The first of the six trains that the Brazilian Urban Train Company bought for the Recife Metro left Belo Horizonte last Friday, hoisted by cranes and placed on flatbed trucks in the São Gabriel yard. The train set is from the Series 900, manufactured by Cobrasma, and was part of the Metrô-BH fleet, now under concession to Grupo Comporte. CBTU paid approximately R$ 10 million for each train, with R$ 7.6 million for the purchase and R$ 2.4 million for the transport, overhaul, and training package, totaling R$ 60 million in New PAC funds for six train sets without air conditioning and over 30 years old.

The operation, however, is far from consensual. On April 28, the Pernambuco Subway Workers’ Union formalized a complaint at a BNDES public hearing, questioning the amount paid, the trains’ technology, and a possible favoritism relationship involving Grupo Comporte. According to the vice-president of Sindmetro-PE, Thiago Mendes, the vehicles were initially negotiated with a junkyard for values close to R$ 2 million per unit, and CBTU only entered the negotiation after Comporte broke that agreement and raised the prices. The complaint places under public scrutiny an acquisition that CBTU justifies by Recife’s operational urgency, but which the union classifies as financially unjustifiable.

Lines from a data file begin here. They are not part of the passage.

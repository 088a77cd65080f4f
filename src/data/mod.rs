//! Data layer: core types, loading, clean-up, filtering and totals.
//!
//! Architecture:
//! ```text
//!  .csv / .xlsx / .parquet / .json
//!        │
//!        ▼
//!   ┌──────────┐
//!   │  loader   │  parse source → Table (+ title caption)
//!   └──────────┘
//!        │
//!        ▼
//!   ┌───────────┐     ┌──────────┐
//!   │ normalize  │ ──▶ │ resolve   │  trim names, coerce numbers, find roles
//!   └───────────┘     └──────────┘
//!        │
//!        ▼
//!   ┌──────────┐     ┌───────────┐
//!   │  filter   │ ──▶ │ aggregate  │  selections → filtered Table → sums
//!   └──────────┘     └───────────┘
//! ```
//! `pipeline` strings these together per dashboard page.

pub mod aggregate;
pub mod error;
pub mod filter;
pub mod loader;
pub mod model;
pub mod normalize;
pub mod pipeline;
pub mod resolve;
//! One-time column clean-up run right after loading.

use super::model::{ColumnData, Table};

/// Parse a cell as a plain number. NaN reads as missing.
pub(crate) fn parse_number(s: &str) -> Option<f64> {
    s.trim().parse::<f64>().ok().filter(|v| !v.is_nan())
}

fn strip_chars(s: &str, chars: &[char]) -> String {
    s.chars().filter(|c| !chars.contains(c)).collect()
}

/// Trim surrounding whitespace from every column name.
pub fn strip_column_names(table: &mut Table) {
    for col in table.columns_mut() {
        let trimmed = col.name.trim();
        if trimmed.len() != col.name.len() {
            col.name = trimmed.to_string();
        }
    }
}

/// Turn text columns numeric when enough of their values parse.
///
/// Each value has `,` and `%` removed before parsing. A column converts when
/// the count of parsed values exceeds `threshold * row_count`; values that
/// fail to parse become missing. Returns the names of converted columns.
pub fn coerce_numeric_columns(table: &mut Table, threshold: f64) -> Vec<String> {
    let rows = table.row_count();
    let mut converted = Vec::new();

    // values are mapped one-for-one, so each column keeps `rows` entries
    for col in table.columns_mut() {
        let ColumnData::Text(values) = &col.data else {
            continue;
        };
        let parsed = parse_all(values, &[',', '%']);
        let ok = parsed.iter().filter(|v| v.is_some()).count();

        if ok as f64 > rows as f64 * threshold {
            log::debug!("Column '{}' coerced to numeric ({ok}/{rows} parsed)", col.name);
            col.data = ColumnData::Numeric(parsed);
            converted.push(col.name.clone());
        }
    }
    converted
}

/// Unconditionally coerce one column, stripping `,` only.
///
/// Already-numeric columns are left alone. Returns `false` when the column
/// does not exist.
pub fn force_numeric(table: &mut Table, name: &str) -> bool {
    let parsed = match table.column(name).map(|c| &c.data) {
        None => return false,
        Some(ColumnData::Numeric(_)) => return true,
        Some(ColumnData::Text(values)) => parse_all(values, &[',']),
    };
    matches!(table.replace_data(name, ColumnData::Numeric(parsed)), Ok(true))
}

fn parse_all(values: &[Option<String>], strip: &[char]) -> Vec<Option<f64>> {
    values
        .iter()
        .map(|v| v.as_deref().and_then(|s| parse_number(&strip_chars(s, strip))))
        .collect()
}

#[cfg(test)]
mod tests {
    use super::*;
    use crate::data::model::Column;

    fn table(columns: Vec<Column>) -> Table {
        Table::new(columns).unwrap()
    }

    #[test]
    fn majority_numeric_column_converts() {
        let mut t = table(vec![Column::text(
            "Amt",
            vec![Some("1,000"), Some("2,500"), Some("abc"), Some("3,000")],
        )]);

        let converted = coerce_numeric_columns(&mut t, 0.5);

        assert_eq!(converted, vec!["Amt".to_string()]);
        assert_eq!(
            t.column("Amt").unwrap().data,
            ColumnData::Numeric(vec![Some(1000.0), Some(2500.0), None, Some(3000.0)])
        );
    }

    #[test]
    fn half_is_not_a_majority() {
        let mut t = table(vec![Column::text(
            "Mixed",
            vec![Some("12%"), Some("x"), Some("7"), None],
        )]);

        assert!(coerce_numeric_columns(&mut t, 0.5).is_empty());
        assert!(!t.column("Mixed").unwrap().is_numeric());
    }

    #[test]
    fn percent_signs_are_stripped() {
        let mut t = table(vec![Column::text("BT Percentage", vec![Some("12.5%"), Some(" 3 %")])]);
        coerce_numeric_columns(&mut t, 0.5);
        assert_eq!(t.column("BT Percentage").unwrap().number(0), Some(12.5));
        assert_eq!(t.column("BT Percentage").unwrap().number(1), Some(3.0));
    }

    #[test]
    fn nan_text_counts_as_missing() {
        let mut t = table(vec![Column::text("v", vec![Some("nan"), Some("NaN"), Some("1")])]);
        assert!(coerce_numeric_columns(&mut t, 0.5).is_empty());
    }

    #[test]
    fn names_are_trimmed() {
        let mut t = table(vec![
            Column::numeric(" TN No ", vec![]),
            Column::numeric("AS (L)", vec![]),
        ]);
        strip_column_names(&mut t);
        assert_eq!(t.column_names(), vec!["TN No", "AS (L)"]);
    }

    #[test]
    fn forced_coercion_keeps_percent_as_failure() {
        let mut t = table(vec![Column::text("Total Amt", vec![Some("1,250"), Some("5%"), None])]);

        assert!(force_numeric(&mut t, "Total Amt"));
        assert!(!force_numeric(&mut t, "Absent"));
        assert_eq!(
            t.column("Total Amt").unwrap().data,
            ColumnData::Numeric(vec![Some(1250.0), None, None])
        );
    }
}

The shipping schedule and the urgency of the system in Recife

First train bought from BH arrives at Recife Metro still in May, CBTU points out – Reproduction/Sindmetro

The transport of trains from Belo Horizonte to Recife will follow a monthly pace: one train set in May, one in June, one in July, one in August, and two in September. CBTU’s forecast is that the first train will begin commercial operation on the Recife Metro’s South Line as early as June 2026, with all six train sets in circulation between October and November. The South Line serves approximately 60,000 passengers daily and currently operates with only 16 trains, some of which are over 40 years old.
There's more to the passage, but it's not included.